In my case, the trip itself rather than a place was the destination, but of course there were cities and sites I wanted to see that served as benchmarks. In particular I remember rolling into Los Angeles because… well… it meant I had run out of continent. After skirting the coastline northward, I’d be headed back. My sister Sharon (d. 1995) lived in Hollywood at the time, having moved there from San Francisco where I had visited her a year earlier – a trip made by air, not road – so we were able to visit. She liked LA. “It’s not an attractive city,” she said. (It wasn’t and it’s not.) “But everything is here. It is much more livable in every way than SF.” So it was.

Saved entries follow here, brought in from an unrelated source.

use crate::config::HttpConfig;
use crate::error::Result;
use crate::fetch::FetchClient;
use crate::types::{DedupPolicy, RawEvent, VenueInfo, VenueScraper};
use chrono::NaiveTime;
use scraper::{Html, Selector};
use tracing::{info, warn};

pub const SOURCE_ID: &str = "brisbane_powerhouse";
const BASE_URL: &str = "https://brisbanepowerhouse.org";
const LISTING_URL: &str = "https://brisbanepowerhouse.org/whats-on/";

/// Brisbane Powerhouse runs a what's-on programme of theatre, comedy and
/// markets. Items are seasons with date ranges rather than single nights,
/// and the programme URL is the stable handle, so dedup is title+URL.
pub struct PowerhouseScraper {
    client: FetchClient,
}

impl PowerhouseScraper {
    pub fn new(config: &HttpConfig) -> Self {
        Self {
            client: FetchClient::new(config),
        }
    }
}

pub fn parse_listing(html: &str) -> Vec<RawEvent> {
    let document = Html::parse_document(html);
    let item_selector = Selector::parse("li.programme-item").unwrap();
    let title_selector = Selector::parse("a.programme-title").unwrap();
    let date_selector = Selector::parse("time").unwrap();
    let badge_selector = Selector::parse("span.badge").unwrap();

    let mut events = Vec::new();
    for item in document.select(&item_selector) {
        let Some(title_el) = item.select(&title_selector).next() else {
            continue;
        };
        let title = title_el.text().collect::<String>().trim().to_string();
        let Some(date_el) = item.select(&date_selector).next() else {
            continue;
        };
        let date_text = date_el.text().collect::<String>().trim().to_string();
        if title.is_empty() || date_text.is_empty() {
            continue;
        }

        let mut raw = RawEvent::new(title, date_text);
        raw.url = title_el.value().attr("href").map(|h| {
            if h.starts_with("http") {
                h.to_string()
            } else {
                format!("{BASE_URL}{h}")
            }
        });
        raw.category = item
            .select(&badge_selector)
            .next()
            .map(|b| b.text().collect::<String>().trim().to_lowercase())
            .filter(|s| !s.is_empty());
        events.push(raw);
    }
    events
}

#[async_trait::async_trait]
impl VenueScraper for PowerhouseScraper {
    fn source_id(&self) -> &'static str {
        SOURCE_ID
    }

    fn venue(&self) -> VenueInfo {
        VenueInfo {
            name: "Brisbane Powerhouse".to_string(),
            address: "119 Lamington St, New Farm".to_string(),
            city: "Brisbane".to_string(),
            website: Some(BASE_URL.to_string()),
        }
    }

    fn default_start_time(&self) -> Option<NaiveTime> {
        NaiveTime::from_hms_opt(19, 30, 0)
    }

    fn dedup_policy(&self) -> DedupPolicy {
        DedupPolicy::TitleUrl
    }

    async fn fetch_candidates(&self) -> Result<Vec<RawEvent>> {
        info!("Fetching events from Brisbane Powerhouse");
        let body = self.client.get_text(LISTING_URL).await?;
        let events = parse_listing(&body);
        info!("Parsed {} candidates from Brisbane Powerhouse", events.len());
        if events.is_empty() {
            warn!("No events found - the page structure may have changed");
        }
        Ok(events)
    }
}

#[cfg(test)]
mod tests {
    use super::*;

    const LISTING: &str = r#"
        <ul class="programme">
          <li class="programme-item">
            <span class="badge">Comedy</span>
            <a class="programme-title" href="/event/festival-of-laughs">Festival of Laughs</a>
            <time>25 &#8211; 27 September</time>
          </li>
          <li class="programme-item">
            <a class="programme-title" href="https://brisbanepowerhouse.org/event/night-market">Night Market</a>
            <time>3 October, 5pm</time>
          </li>
          <li class="programme-item">
            <a class="programme-title" href="/event/tba">Untitled Season</a>
          </li>
        </ul>"#;

    #[test]
    fn parses_programme_items() {
        let events = parse_listing(LISTING);
        assert_eq!(events.len(), 2);
        assert_eq!(events[0].title, "Festival of Laughs");
        assert_eq!(events[0].date_text, "25 \u{2013} 27 September");
        assert_eq!(events[0].category.as_deref(), Some("comedy"));
        assert_eq!(
            events[0].url.as_deref(),
            Some("https://brisbanepowerhouse.org/event/festival-of-laughs")
        );
        assert_eq!(events[1].date_text, "3 October, 5pm");
        assert_eq!(events[1].category, None);
    }

    #[test]
    fn items_without_dates_are_dropped() {
        let events = parse_listing(LISTING);
        assert!(!events.iter().any(|e| e.title == "Untitled Season"));
    }
}
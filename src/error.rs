use thiserror::Error;

#[derive(Error, Debug)]
pub enum ScraperError {
    #[error("HTTP request failed: {0}")]
    Http(#[from] reqwest::Error),

    #[error("HTTP status {status} from {url}")]
    HttpStatus { status: u16, url: String },

    #[error("JSON deserialization failed: {0}")]
    Json(#[from] serde_json::Error),

    #[error("TOML deserialization failed: {0}")]
    Toml(#[from] toml::de::Error),

    #[error("I/O error: {0}")]
    Io(#[from] std::io::Error),

    #[error("Configuration error: {0}")]
    Config(String),

    #[error("Missing required field: {0}")]
    MissingField(String),

    #[error("Extraction failed: {message}")]
    Extract { message: String },

    #[error("Environment variable error: {0}")]
    Env(#[from] std::env::VarError),
}

pub type Result<T> = std::result::Result<T, ScraperError>;
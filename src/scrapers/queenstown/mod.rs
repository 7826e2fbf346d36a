pub mod queenstown_gardens;
pub mod sherwood;
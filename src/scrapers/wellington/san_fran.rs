use crate::config::HttpConfig;
use crate::error::Result;
use crate::fetch::FetchClient;
use crate::types::{RawEvent, VenueInfo, VenueScraper};
use scraper::{Html, Selector};
use tracing::{info, warn};

pub const SOURCE_ID: &str = "wellington_san_fran";
const BASE_URL: &str = "https://www.sanfran.co.nz";
const LISTING_URL: &str = "https://www.sanfran.co.nz/gigs/";

/// San Fran marks up each show with a `<time datetime="...">` attribute;
/// prefer that ISO value over the display text when present.
pub struct SanFranScraper {
    client: FetchClient,
}

impl SanFranScraper {
    pub fn new(config: &HttpConfig) -> Self {
        Self {
            client: FetchClient::new(config),
        }
    }
}

pub fn parse_listing(html: &str) -> Vec<RawEvent> {
    let document = Html::parse_document(html);
    let show_selector = Selector::parse("article.show").unwrap();
    let title_selector = Selector::parse("h4 a").unwrap();
    let time_selector = Selector::parse("time").unwrap();
    let image_selector = Selector::parse("img").unwrap();

    let mut events = Vec::new();
    for show in document.select(&show_selector) {
        let Some(title_el) = show.select(&title_selector).next() else {
            continue;
        };
        let title = title_el.text().collect::<String>().trim().to_string();
        let Some(time_el) = show.select(&time_selector).next() else {
            continue;
        };
        let date_text = match time_el.value().attr("datetime") {
            Some(iso) if !iso.trim().is_empty() => iso.trim().to_string(),
            _ => time_el.text().collect::<String>().trim().to_string(),
        };
        if title.is_empty() || date_text.is_empty() {
            continue;
        }

        let mut raw = RawEvent::new(title, date_text);
        raw.url = title_el.value().attr("href").map(|h| {
            if h.starts_with("http") {
                h.to_string()
            } else {
                format!("{BASE_URL}{h}")
            }
        });
        raw.image_url = show
            .select(&image_selector)
            .next()
            .and_then(|img| img.value().attr("src"))
            .map(|s| s.to_string());
        raw.category = Some("live-music".to_string());
        events.push(raw);
    }
    events
}

#[async_trait::async_trait]
impl VenueScraper for SanFranScraper {
    fn source_id(&self) -> &'static str {
        SOURCE_ID
    }

    fn venue(&self) -> VenueInfo {
        VenueInfo {
            name: "San Fran".to_string(),
            address: "171 Cuba St".to_string(),
            city: "Wellington".to_string(),
            website: Some(BASE_URL.to_string()),
        }
    }

    async fn fetch_candidates(&self) -> Result<Vec<RawEvent>> {
        info!("Fetching events from San Fran");
        let body = self.client.get_text(LISTING_URL).await?;
        let events = parse_listing(&body);
        info!("Parsed {} candidates from San Fran", events.len());
        if events.is_empty() {
            warn!("No events found - the page structure may have changed");
        }
        Ok(events)
    }
}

LA is always a contradictory hodgepodge and is always in transition, of course, but in the 70s the mix was particularly strange: the city/region was tawdry and decaying yet somehow still glitzy and full of opportunity – and socially far more free-spirited than today in ways that are hard to describe to anyone who wasn’t there. (The detective dramedy movie The Nice Guys, whatever its other qualities or lack thereof, did a pretty good job at catching the flavor.) Today LA has troubles (blame whom you will) beyond what existed four or five decades ago – affordability alone being a big one – yet the promise of possibilities has not entirely faded. I’m too dug in (and frankly too old) to consider answering the call of that promise by relocating, but many younger and more adventurous souls are still drawn to it. For them, I’ll give Sharon the last word:
 
 
Hollywood, Hollywood,
I could live here forever in a tiny white house
And watch the stormy winter sunsets
Spread pink rays over the palm trees.
 
I could be a movie star chick
In a white fast Mercedes tooling down Sunset Strip.
 
I could be a biker’s lady
And I’d live on the beach in Venice
Collecting shells and driftwood for my windowsill
While jogging in the evenings.
 
I could be a Laurel Canyon hippie
And live on a hilltop among the pine trees
And make silver jewelry.
 
I could marry a mechanic from the Hollywood flats
And cook a lot of pie and grow fat
And stroll with my babies down the Boulevard on Sundays.
 
In Hollywood there are a hundred lives for me to see.
A hundred different bodies I could be.
The California sunshine is my stagelight
And the Walt Disney blue sky my might.
                                                Sharon Bellush (1975)

Sharon


 
Arlo Guthrie – Coming into Los Angeles


2 comments:

  1. The last Tarantino film, Once Upon A Time in Hollywood did a nice job reminiscing about Hollywood in that time frame. I probably belong in that area of the world too, but as you said too old now, and it's too expensive. I wouldn't want to live there now. Venice Beach is full of homeless people as are its other cities. It's just lost its luster. Though if I could afford it, which I probably could if I were to make big compromises, there are still attractive areas.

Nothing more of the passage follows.